図10は比較例2に係る現像スリーブ42の平面図であり、(a)は完成図、(b)はフランジ部の取付前の図である。比較例2では図10に示すように、表面にV字形状の溝206が形成された溝形成領域A1と、その外側の非溝形成領域A2が別部材で構成されていることを特徴としている。次に詳しく説明する。

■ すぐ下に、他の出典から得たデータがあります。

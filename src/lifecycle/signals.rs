//! OS signal handling.
//!
//! # Responsibilities
//! - Watch SIGINT and SIGTERM (Ctrl+C elsewhere)
//! - Cancel the run's token on the first signal
//! - Hand further signals back to their default action once released
//!
//! # Design Decisions
//! - Signals are registered before `arm` returns so no signal sent after
//!   arming can be missed
//! - Disarm is `Drop`: the bridge releases its claim, closes its signal
//!   stream and aborts the listener on every exit path
//! - While no bridge holds a claim, SIGINT/SIGTERM take the default action
//!   (the process dies by that signal); the library never exits on its own
//! - A failed registration is logged and that signal is left unwatched

use std::fmt;
use std::sync::atomic::{AtomicBool, Ordering};
use std::sync::{Arc, Mutex, OnceLock, PoisonError};

use tokio::task::JoinHandle;
use tokio_util::sync::CancellationToken;

/// Signal that triggered a shutdown.
#[derive(Debug, Clone, Copy, PartialEq, Eq)]
pub enum Received {
    Interrupt,
    Terminate,
}

impl fmt::Display for Received {
    fn fmt(&self, f: &mut fmt::Formatter<'_>) -> fmt::Result {
        match self {
            Received::Interrupt => f.write_str("SIGINT"),
            Received::Terminate => f.write_str("SIGTERM"),
        }
    }
}

/// Cancellation token armed to fire on the first shutdown signal.
///
/// The token is a child of the caller's token: cancelling the parent cancels
/// it too, cancelling it never touches the parent.
pub struct SignalBridge {
    token: CancellationToken,
    claim: Arc<Claim>,
    closer: Closer,
    listener: JoinHandle<()>,
}

impl SignalBridge {
    /// Derive a child of `parent` that is cancelled on SIGINT/SIGTERM.
    ///
    /// With `release_on_first_signal`, the bridge stops absorbing signals as
    /// soon as the first one arrives, so a second one terminates the process.
    /// Otherwise signals are absorbed until the bridge is dropped.
    ///
    /// Must be called from within a Tokio runtime.
    pub fn arm(parent: &CancellationToken, release_on_first_signal: bool) -> Self {
        let token = parent.child_token();
        let claim = Claim::acquire();
        let signals = Signals::register();
        let closer = signals.closer();
        let listener = tokio::spawn(listen(
            signals,
            token.clone(),
            Arc::clone(&claim),
            release_on_first_signal,
        ));

        Self {
            token,
            claim,
            closer,
            listener,
        }
    }

    /// The shared cancellation token of this run.
    pub fn token(&self) -> &CancellationToken {
        &self.token
    }
}

impl Drop for SignalBridge {
    fn drop(&mut self) {
        self.claim.release();
        self.closer.close();
        self.listener.abort();
    }
}

async fn listen(
    mut signals: Signals,
    token: CancellationToken,
    claim: Arc<Claim>,
    release_on_first_signal: bool,
) {
    let received = signals.recv().await;
    tracing::info!(signal = %received, "Shutdown signal received, stopping services");
    token.cancel();

    if release_on_first_signal {
        claim.release();
        tracing::debug!("Signal bridge released, a further signal terminates the process");
    }
}

/// Process-wide switch letting SIGINT/SIGTERM take their default action.
///
/// Open while no armed bridge still waits for (or absorbs) signals.
struct Passthrough {
    open: Arc<AtomicBool>,
    claims: Mutex<usize>,
}

impl Passthrough {
    fn new() -> Self {
        Self {
            open: Arc::new(AtomicBool::new(true)),
            claims: Mutex::new(0),
        }
    }

    fn hold(&self) {
        let mut claims = self.claims.lock().unwrap_or_else(PoisonError::into_inner);
        *claims += 1;
        self.open.store(false, Ordering::SeqCst);
    }

    fn release(&self) {
        let mut claims = self.claims.lock().unwrap_or_else(PoisonError::into_inner);
        *claims = claims.saturating_sub(1);
        if *claims == 0 {
            self.open.store(true, Ordering::SeqCst);
        }
    }

    fn is_open(&self) -> bool {
        self.open.load(Ordering::SeqCst)
    }
}

fn passthrough() -> &'static Passthrough {
    static PASSTHROUGH: OnceLock<Passthrough> = OnceLock::new();
    PASSTHROUGH.get_or_init(|| {
        let passthrough = Passthrough::new();
        install_default_action(&passthrough.open);
        passthrough
    })
}

#[cfg(unix)]
fn install_default_action(open: &Arc<AtomicBool>) {
    use signal_hook::consts::{SIGINT, SIGTERM};

    for signal in [SIGINT, SIGTERM] {
        if let Err(e) = signal_hook::flag::register_conditional_default(signal, Arc::clone(open)) {
            tracing::error!(signal, error = %e, "Failed to install default signal fallback");
        }
    }
}

#[cfg(not(unix))]
fn install_default_action(_open: &Arc<AtomicBool>) {}

/// One bridge's hold on the passthrough switch, given back at most once.
struct Claim {
    released: AtomicBool,
}

impl Claim {
    fn acquire() -> Arc<Self> {
        passthrough().hold();
        Arc::new(Self {
            released: AtomicBool::new(false),
        })
    }

    fn release(&self) {
        if !self.released.swap(true, Ordering::SeqCst) {
            passthrough().release();
        }
    }
}

#[cfg(unix)]
struct Signals {
    stream: Option<signal_hook_tokio::Signals>,
}

#[cfg(unix)]
struct Closer(Option<signal_hook_tokio::Handle>);

#[cfg(unix)]
impl Closer {
    fn close(&self) {
        if let Some(handle) = &self.0 {
            handle.close();
        }
    }
}

#[cfg(unix)]
impl Signals {
    fn register() -> Self {
        use signal_hook::consts::{SIGINT, SIGTERM};

        let stream = signal_hook_tokio::Signals::new([SIGINT, SIGTERM])
            .map_err(|e| tracing::error!(error = %e, "Failed to register signal handlers"))
            .ok();

        Self { stream }
    }

    fn closer(&self) -> Closer {
        Closer(self.stream.as_ref().map(|stream| stream.handle()))
    }

    async fn recv(&mut self) -> Received {
        use futures_util::StreamExt;
        use signal_hook::consts::{SIGINT, SIGTERM};

        let Some(stream) = self.stream.as_mut() else {
            return std::future::pending().await;
        };

        loop {
            match stream.next().await {
                Some(SIGINT) => return Received::Interrupt,
                Some(SIGTERM) => return Received::Terminate,
                Some(other) => tracing::debug!(signal = other, "Ignoring unexpected signal"),
                None => return std::future::pending().await,
            }
        }
    }
}

#[cfg(not(unix))]
struct Signals;

#[cfg(not(unix))]
struct Closer;

#[cfg(not(unix))]
impl Closer {
    fn close(&self) {}
}

#[cfg(not(unix))]
impl Signals {
    fn register() -> Self {
        Signals
    }

    fn closer(&self) -> Closer {
        Closer
    }

    async fn recv(&mut self) -> Received {
        if let Err(e) = tokio::signal::ctrl_c().await {
            tracing::error!(error = %e, "Failed to install Ctrl+C handler");
            std::future::pending::<()>().await;
        }
        Received::Interrupt
    }
}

比較例2で使用している現像スリーブ42は、外径が20mm、内径が18.4mm、長手方向の長さは320mmの円筒状のアルミからなるパイプ部231を有する。パイプ部231の両側には、ベアリング等の軸受けを通すための軸部232a、233aを有するフランジ部232、233が嵌合される。パイプ部231の表面には長手方向に平行に等間隔で溝が形成されている。溝206の断面方向の形状はV字型の形状であり、本比較例2では、溝深さdが0.095mm、溝角度θが100°、溝間隔aが0.98mmとなるものを用いた。

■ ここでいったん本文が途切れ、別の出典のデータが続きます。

//! Observability subsystem.
//!
//! # Data Flow
//! ```text
//! workers / coordinator
//!     → events.rs (LifecycleEvent per state change)
//!     → logging.rs (LogSink: noop, callbacks, tracing)
//!
//! internal diagnostics
//!     → tracing macros directly
//! ```

pub mod events;
pub mod logging;

pub use events::LifecycleEvent;
pub use logging::{init_tracing, FnSink, LogFn, LogSink, NoopSink, TracingSink};
//! Configuration validation.
//!
//! # Responsibilities
//! - Semantic validation (serde handles syntactic)
//! - Service identifiers present and unique
//! - Bind addresses parse as socket addresses
//! - Validate value ranges (request timeouts > 0)
//!
//! # Design Decisions
//! - Returns all validation errors, not just first
//! - Validation is pure function: SupervisorConfig → Result<(), Vec<ValidationError>>
//! - Two services may share a bind address; the conflict surfaces at run time
//!   as a serve failure

use std::collections::HashSet;
use std::net::SocketAddr;

use crate::config::schema::SupervisorConfig;

/// A single semantic problem in the configuration.
#[derive(Debug, Clone, PartialEq, Eq, thiserror::Error)]
pub enum ValidationError {
    #[error("no services configured")]
    NoServices,
    #[error("service #{0} has an empty id")]
    EmptyId(usize),
    #[error("duplicate service id {0:?}")]
    DuplicateId(String),
    #[error("service {id:?} has invalid bind address {address:?}")]
    InvalidAddress { id: String, address: String },
    #[error("service {0:?} has a zero request timeout")]
    ZeroRequestTimeout(String),
}

/// Check the configuration, collecting every problem found.
pub fn validate_config(config: &SupervisorConfig) -> Result<(), Vec<ValidationError>> {
    let mut errors = Vec::new();

    if config.services.is_empty() {
        errors.push(ValidationError::NoServices);
    }

    let mut seen = HashSet::new();
    for (index, service) in config.services.iter().enumerate() {
        if service.id.trim().is_empty() {
            errors.push(ValidationError::EmptyId(index));
        } else if !seen.insert(service.id.as_str()) {
            errors.push(ValidationError::DuplicateId(service.id.clone()));
        }

        if service.bind_address.parse::<SocketAddr>().is_err() {
            errors.push(ValidationError::InvalidAddress {
                id: service.id.clone(),
                address: service.bind_address.clone(),
            });
        }

        if service.request_timeout_secs == 0 {
            errors.push(ValidationError::ZeroRequestTimeout(service.id.clone()));
        }
    }

    if errors.is_empty() {
        Ok(())
    } else {
        Err(errors)
    }
}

フランジ部232、233は、外径20.4mm、幅10mmの溝が形成されていない領域(非溝形成領域232b、233b)を有する。ここで、非溝形成領域232b、233bの外径は、パイプ部231外径よりも大きく構成されている。このため、フランジ部232、233が、パイプ部231に嵌合すると、パイプ部231とフランジ部232、233の境界は、フランジ部232、233の方が高さが0.2mm高くなることとなり、段差ができる。
このような構成にすることにより、パイプ部231の溝形成領域とフランジ部232、233の非溝形成領域232b、233bの境界において溝形状の断面が外側に対して露出することがなくなる。よって、この境界において、トナー漏れを防止することができる。
比較例2の構成にすることにより、比較例1、実施形態で使用した熱収縮チューブを用いることなく、非溝形成領域と非溝形成領域の境界に段差を設けることが可能となる。すると、熱収縮チューブのコストを削減することができる。
また、実施形態のように、溝形成後に両端部を研磨する工程が無くとも、非溝形成領域を形成することができる。このため、研磨工程にかかるコストを削減することが可能となる。
以上説明したように、比較例2のような構成とすることにより、パイプ部の両端部を研磨する工程を省くことができる。また、溝206が形成されるパイプ部に対して段差を付けるために端部シール部材(熱収縮チューブ、絶縁性テープ等)を追加しなくともよい。このため、溝形成領域と非溝形成領域との間に段差を容易に設けることができるため、安価な構成で溝形成領域の端部からのトナー飛散を確実に防止することが可能となる。